[TASK ITEM]
First find the line with "repository d155578db8926278" in the entries below, then set down exactly every line through the line with "pub const fn status(&self)", that line included.

[SUPPLIED MATERIAL]
╭──

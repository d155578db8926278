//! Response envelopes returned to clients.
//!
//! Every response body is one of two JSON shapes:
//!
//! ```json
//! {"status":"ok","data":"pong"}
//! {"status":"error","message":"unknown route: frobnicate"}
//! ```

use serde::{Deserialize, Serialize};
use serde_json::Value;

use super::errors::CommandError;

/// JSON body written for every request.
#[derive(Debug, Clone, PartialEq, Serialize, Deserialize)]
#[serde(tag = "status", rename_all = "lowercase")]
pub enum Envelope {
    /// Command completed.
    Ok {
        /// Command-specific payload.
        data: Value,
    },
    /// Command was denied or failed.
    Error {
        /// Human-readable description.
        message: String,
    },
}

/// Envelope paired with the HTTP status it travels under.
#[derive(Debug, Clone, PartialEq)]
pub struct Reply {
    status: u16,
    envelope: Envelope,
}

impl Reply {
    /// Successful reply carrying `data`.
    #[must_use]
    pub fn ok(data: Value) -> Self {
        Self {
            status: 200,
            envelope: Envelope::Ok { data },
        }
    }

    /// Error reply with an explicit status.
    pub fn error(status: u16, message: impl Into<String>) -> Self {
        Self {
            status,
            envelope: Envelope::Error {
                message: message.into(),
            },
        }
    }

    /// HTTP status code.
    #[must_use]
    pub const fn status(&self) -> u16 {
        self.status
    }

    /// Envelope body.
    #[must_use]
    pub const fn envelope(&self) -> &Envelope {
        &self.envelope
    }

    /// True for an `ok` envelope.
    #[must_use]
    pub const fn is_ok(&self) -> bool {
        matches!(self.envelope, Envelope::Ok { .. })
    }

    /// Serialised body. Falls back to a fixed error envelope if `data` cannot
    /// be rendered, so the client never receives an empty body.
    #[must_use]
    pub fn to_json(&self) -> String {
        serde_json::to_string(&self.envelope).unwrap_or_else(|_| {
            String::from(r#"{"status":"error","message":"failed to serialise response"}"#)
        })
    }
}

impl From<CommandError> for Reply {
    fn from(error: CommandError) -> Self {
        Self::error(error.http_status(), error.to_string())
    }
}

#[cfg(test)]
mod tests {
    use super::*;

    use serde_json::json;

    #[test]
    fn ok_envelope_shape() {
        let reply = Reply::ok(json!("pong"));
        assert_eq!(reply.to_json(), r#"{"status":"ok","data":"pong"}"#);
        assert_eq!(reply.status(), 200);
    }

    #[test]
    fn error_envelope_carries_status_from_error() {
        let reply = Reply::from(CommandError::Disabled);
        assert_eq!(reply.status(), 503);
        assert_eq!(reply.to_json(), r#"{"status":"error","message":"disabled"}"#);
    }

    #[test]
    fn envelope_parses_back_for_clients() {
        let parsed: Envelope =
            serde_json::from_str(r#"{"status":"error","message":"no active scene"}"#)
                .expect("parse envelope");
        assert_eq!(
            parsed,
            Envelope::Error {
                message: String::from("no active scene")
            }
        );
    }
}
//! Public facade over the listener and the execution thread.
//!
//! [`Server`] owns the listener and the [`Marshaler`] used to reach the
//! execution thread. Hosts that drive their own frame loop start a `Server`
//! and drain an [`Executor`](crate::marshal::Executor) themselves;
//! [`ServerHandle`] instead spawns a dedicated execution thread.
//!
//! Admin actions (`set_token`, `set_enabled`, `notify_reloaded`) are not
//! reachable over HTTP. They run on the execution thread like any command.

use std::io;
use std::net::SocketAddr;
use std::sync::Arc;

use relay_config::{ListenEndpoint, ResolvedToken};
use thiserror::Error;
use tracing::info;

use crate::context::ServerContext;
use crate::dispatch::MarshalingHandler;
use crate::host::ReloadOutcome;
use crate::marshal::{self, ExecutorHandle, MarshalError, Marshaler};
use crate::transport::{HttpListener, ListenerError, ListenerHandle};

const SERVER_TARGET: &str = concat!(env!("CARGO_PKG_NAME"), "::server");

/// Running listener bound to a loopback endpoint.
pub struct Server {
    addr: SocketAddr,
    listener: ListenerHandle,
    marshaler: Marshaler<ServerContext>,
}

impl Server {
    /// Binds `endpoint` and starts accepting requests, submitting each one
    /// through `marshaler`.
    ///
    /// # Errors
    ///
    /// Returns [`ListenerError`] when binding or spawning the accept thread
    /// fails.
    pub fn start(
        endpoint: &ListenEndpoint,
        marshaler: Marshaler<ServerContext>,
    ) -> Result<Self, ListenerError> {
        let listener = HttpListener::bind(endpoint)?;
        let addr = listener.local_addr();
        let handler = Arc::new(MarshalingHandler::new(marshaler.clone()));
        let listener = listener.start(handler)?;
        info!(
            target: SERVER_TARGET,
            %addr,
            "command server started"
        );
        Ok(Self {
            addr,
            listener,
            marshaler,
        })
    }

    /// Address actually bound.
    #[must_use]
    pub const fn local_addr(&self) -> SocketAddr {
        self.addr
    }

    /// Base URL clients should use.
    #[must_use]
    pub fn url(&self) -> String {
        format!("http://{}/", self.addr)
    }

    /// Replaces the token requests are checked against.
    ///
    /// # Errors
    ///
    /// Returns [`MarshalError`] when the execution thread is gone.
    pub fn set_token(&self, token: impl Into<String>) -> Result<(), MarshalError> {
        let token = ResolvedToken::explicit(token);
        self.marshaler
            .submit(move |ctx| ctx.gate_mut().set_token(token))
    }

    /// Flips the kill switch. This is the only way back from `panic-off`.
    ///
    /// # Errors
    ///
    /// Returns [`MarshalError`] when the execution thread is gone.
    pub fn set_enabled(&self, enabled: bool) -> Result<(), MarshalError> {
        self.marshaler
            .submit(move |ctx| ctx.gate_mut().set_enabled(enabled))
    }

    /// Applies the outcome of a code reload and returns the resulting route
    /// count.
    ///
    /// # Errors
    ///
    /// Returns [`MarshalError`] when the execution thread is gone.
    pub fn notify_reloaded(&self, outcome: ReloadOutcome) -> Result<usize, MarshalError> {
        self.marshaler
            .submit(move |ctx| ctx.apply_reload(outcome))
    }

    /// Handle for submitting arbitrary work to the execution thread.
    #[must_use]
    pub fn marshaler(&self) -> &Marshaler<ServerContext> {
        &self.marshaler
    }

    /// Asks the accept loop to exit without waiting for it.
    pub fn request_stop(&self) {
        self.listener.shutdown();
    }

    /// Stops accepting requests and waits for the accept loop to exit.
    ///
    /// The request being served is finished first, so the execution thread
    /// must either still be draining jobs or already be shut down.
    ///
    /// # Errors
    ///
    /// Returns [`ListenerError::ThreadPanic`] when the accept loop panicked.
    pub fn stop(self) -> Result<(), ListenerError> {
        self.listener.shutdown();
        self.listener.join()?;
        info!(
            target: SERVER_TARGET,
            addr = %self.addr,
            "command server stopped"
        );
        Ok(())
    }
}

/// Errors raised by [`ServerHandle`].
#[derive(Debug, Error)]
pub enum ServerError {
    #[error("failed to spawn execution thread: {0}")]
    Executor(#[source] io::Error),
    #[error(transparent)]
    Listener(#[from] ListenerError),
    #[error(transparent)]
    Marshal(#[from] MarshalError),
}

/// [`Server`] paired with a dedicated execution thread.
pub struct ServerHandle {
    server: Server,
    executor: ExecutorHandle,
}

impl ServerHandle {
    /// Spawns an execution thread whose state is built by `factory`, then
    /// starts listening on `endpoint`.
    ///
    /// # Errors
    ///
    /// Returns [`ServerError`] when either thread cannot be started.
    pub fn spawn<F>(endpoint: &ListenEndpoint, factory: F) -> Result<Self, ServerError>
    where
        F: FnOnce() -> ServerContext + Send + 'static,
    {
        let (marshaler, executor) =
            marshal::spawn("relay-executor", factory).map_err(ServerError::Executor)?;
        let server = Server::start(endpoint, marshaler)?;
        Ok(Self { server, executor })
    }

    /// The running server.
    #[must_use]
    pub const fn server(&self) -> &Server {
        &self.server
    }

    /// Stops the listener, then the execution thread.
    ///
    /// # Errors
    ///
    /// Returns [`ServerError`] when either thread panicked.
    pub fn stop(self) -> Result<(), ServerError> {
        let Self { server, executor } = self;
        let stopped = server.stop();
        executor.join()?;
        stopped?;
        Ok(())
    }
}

╰──
╭──

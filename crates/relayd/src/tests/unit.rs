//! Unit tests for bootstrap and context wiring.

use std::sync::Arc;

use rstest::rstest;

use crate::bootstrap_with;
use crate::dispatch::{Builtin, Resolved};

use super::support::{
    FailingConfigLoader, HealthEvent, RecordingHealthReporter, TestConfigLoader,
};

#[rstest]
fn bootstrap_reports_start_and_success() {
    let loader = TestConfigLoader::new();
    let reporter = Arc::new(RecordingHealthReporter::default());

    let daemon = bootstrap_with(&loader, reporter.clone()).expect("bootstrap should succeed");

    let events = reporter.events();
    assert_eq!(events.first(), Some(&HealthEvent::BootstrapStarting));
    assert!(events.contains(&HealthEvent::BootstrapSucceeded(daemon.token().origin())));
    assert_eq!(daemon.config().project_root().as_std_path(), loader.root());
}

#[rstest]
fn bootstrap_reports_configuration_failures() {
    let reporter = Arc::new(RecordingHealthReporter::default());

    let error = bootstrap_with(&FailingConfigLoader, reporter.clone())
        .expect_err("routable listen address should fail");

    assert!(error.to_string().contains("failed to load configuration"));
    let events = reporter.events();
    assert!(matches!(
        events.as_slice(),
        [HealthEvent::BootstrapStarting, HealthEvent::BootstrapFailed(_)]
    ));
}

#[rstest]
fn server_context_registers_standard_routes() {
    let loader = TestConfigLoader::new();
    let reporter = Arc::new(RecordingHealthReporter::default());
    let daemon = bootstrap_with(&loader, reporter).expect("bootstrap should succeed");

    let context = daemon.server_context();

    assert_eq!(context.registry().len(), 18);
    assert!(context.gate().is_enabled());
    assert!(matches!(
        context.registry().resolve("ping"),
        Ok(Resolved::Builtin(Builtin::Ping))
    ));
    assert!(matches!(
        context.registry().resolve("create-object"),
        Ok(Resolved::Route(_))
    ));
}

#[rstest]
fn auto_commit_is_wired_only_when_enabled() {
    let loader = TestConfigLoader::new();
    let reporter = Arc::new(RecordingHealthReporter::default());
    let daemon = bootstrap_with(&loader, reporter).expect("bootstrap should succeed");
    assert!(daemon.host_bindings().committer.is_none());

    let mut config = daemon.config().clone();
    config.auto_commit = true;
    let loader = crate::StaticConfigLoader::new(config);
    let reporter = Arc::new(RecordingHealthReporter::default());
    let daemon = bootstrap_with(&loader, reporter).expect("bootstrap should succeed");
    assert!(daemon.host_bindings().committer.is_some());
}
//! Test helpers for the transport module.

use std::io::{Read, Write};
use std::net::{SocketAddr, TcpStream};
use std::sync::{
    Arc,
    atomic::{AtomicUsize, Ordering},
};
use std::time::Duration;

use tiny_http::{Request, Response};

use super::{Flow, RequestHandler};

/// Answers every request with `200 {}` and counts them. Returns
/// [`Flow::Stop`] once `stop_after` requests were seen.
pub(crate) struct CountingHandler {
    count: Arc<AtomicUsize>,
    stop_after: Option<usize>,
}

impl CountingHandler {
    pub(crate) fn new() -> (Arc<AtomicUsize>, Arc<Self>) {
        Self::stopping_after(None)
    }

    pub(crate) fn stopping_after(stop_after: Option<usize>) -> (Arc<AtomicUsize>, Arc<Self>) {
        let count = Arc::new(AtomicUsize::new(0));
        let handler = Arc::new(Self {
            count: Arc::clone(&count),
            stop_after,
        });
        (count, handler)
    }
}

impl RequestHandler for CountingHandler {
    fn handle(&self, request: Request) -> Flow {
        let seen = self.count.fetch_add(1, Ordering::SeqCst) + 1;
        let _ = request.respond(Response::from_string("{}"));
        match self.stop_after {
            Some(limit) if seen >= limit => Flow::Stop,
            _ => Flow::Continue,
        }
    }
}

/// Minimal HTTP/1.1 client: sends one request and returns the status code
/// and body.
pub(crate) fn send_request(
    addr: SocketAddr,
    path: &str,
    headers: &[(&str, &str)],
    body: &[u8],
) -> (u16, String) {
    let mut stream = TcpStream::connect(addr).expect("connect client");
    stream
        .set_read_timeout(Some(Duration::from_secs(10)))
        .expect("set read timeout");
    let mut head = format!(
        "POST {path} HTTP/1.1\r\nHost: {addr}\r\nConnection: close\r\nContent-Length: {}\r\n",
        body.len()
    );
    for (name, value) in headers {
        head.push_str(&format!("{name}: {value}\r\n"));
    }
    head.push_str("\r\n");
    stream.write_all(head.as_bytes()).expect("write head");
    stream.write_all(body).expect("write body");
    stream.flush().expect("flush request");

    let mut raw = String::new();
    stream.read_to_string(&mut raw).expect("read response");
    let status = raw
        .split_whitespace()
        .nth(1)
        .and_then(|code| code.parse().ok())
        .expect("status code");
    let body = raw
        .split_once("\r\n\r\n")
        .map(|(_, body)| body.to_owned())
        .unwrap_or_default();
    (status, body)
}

╰──
╭──

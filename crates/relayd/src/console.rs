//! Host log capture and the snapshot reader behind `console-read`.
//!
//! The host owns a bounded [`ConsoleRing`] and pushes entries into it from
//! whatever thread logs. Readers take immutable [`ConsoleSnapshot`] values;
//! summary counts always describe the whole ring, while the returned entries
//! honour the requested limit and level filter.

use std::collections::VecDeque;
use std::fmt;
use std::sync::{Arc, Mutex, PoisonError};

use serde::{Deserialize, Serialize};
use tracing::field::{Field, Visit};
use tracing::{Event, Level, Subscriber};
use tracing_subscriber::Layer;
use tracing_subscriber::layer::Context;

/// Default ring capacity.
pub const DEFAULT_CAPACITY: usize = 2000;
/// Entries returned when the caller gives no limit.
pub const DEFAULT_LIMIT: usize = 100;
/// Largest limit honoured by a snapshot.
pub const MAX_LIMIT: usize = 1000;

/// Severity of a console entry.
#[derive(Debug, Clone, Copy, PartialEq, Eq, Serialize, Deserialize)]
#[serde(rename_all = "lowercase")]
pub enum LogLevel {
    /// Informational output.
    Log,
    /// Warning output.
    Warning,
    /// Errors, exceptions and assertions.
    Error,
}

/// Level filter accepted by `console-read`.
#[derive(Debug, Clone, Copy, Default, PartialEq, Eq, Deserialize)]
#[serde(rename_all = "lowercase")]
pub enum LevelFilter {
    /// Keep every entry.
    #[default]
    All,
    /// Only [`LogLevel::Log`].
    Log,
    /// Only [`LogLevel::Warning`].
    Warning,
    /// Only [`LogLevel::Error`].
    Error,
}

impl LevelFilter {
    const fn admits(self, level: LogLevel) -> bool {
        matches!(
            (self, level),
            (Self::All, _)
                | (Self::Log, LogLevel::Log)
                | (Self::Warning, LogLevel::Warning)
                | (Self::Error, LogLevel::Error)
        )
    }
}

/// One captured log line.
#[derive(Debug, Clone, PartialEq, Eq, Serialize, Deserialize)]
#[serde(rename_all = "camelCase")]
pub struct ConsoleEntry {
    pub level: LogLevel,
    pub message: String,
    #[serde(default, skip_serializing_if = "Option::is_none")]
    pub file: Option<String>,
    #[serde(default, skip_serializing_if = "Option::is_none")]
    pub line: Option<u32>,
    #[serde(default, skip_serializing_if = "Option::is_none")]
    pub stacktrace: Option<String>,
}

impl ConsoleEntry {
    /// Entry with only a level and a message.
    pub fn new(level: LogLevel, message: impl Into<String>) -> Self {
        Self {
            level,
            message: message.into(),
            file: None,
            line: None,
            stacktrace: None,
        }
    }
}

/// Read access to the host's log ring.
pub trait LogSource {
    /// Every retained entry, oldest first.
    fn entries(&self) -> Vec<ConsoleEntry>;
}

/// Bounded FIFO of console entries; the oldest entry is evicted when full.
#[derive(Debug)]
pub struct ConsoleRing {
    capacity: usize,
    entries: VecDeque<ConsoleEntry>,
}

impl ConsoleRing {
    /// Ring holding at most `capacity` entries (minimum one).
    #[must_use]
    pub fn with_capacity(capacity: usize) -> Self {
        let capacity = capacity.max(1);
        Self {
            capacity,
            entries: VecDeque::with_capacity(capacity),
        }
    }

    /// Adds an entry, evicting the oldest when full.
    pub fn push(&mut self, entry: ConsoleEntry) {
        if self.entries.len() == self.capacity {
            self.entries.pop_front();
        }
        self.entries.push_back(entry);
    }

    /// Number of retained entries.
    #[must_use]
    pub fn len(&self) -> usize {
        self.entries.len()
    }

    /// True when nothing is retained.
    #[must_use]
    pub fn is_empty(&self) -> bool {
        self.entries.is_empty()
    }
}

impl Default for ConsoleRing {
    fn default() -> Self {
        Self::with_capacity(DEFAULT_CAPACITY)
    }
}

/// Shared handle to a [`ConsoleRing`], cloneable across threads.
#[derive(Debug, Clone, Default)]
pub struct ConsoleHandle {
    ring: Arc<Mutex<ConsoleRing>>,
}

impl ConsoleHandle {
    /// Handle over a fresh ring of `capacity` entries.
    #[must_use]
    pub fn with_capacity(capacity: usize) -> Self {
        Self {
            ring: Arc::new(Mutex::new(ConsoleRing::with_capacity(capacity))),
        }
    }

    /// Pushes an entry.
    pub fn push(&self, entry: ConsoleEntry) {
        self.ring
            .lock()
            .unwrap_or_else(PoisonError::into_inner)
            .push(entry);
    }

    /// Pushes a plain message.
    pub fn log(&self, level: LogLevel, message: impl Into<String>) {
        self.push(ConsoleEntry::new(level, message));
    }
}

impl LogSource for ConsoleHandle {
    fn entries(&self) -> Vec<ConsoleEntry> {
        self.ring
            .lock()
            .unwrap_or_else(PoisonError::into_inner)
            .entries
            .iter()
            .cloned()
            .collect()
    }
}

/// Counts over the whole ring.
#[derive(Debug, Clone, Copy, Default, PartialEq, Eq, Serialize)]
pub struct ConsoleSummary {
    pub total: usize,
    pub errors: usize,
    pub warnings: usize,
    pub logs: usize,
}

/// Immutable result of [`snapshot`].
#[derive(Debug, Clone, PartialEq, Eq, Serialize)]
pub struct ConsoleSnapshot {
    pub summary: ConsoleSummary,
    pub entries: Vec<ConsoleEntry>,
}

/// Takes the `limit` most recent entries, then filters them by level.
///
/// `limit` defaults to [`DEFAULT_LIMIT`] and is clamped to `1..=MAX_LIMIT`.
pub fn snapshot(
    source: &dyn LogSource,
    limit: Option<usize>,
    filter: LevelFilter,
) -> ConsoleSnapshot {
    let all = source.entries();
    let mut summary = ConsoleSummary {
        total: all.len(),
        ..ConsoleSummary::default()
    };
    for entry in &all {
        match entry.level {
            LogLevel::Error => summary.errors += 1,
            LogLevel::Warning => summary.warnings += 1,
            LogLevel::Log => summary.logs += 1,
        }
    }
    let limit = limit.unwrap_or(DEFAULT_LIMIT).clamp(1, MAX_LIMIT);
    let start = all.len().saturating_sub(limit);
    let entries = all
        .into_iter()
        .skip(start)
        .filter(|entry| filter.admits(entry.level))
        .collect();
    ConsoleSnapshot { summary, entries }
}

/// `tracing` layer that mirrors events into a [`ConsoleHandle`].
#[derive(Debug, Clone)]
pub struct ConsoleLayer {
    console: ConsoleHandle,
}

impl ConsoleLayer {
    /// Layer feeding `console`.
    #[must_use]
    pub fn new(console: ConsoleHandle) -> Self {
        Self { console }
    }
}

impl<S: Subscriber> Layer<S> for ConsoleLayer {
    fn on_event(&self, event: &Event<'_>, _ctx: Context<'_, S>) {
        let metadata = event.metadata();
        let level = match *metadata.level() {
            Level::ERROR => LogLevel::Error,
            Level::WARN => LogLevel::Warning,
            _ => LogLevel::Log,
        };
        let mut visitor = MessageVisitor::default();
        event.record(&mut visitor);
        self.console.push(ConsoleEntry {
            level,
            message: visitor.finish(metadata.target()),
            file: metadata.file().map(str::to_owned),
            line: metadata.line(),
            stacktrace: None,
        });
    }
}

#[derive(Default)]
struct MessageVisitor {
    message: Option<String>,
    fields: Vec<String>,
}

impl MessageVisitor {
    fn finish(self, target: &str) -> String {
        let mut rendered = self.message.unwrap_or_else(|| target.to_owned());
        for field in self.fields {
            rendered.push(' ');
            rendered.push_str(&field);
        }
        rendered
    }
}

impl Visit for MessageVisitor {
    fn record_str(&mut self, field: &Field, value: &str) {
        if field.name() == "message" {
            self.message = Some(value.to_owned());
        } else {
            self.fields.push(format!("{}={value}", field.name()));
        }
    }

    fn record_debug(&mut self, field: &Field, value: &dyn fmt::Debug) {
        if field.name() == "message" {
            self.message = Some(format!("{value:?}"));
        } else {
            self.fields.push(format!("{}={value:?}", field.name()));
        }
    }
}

╰──

[SOLUTION]
repository d155578db8926278
//! Response envelopes returned to clients.
//!
//! Every response body is one of two JSON shapes:
//!
//! ```json
//! {"status":"ok","data":"pong"}
//! {"status":"error","message":"unknown route: frobnicate"}
//! ```

use serde::{Deserialize, Serialize};
use serde_json::Value;

use super::errors::CommandError;

/// JSON body written for every request.
#[derive(Debug, Clone, PartialEq, Serialize, Deserialize)]
#[serde(tag = "status", rename_all = "lowercase")]
pub enum Envelope {
    /// Command completed.
    Ok {
        /// Command-specific payload.
        data: Value,
    },
    /// Command was denied or failed.
    Error {
        /// Human-readable description.
        message: String,
    },
}

/// Envelope paired with the HTTP status it travels under.
#[derive(Debug, Clone, PartialEq)]
pub struct Reply {
    status: u16,
    envelope: Envelope,
}

impl Reply {
    /// Successful reply carrying `data`.
    #[must_use]
    pub fn ok(data: Value) -> Self {
        Self {
            status: 200,
            envelope: Envelope::Ok { data },
        }
    }

    /// Error reply with an explicit status.
    pub fn error(status: u16, message: impl Into<String>) -> Self {
        Self {
            status,
            envelope: Envelope::Error {
                message: message.into(),
            },
        }
    }

    /// HTTP status code.
    #[must_use]
    pub const fn status(&self) -> u16 {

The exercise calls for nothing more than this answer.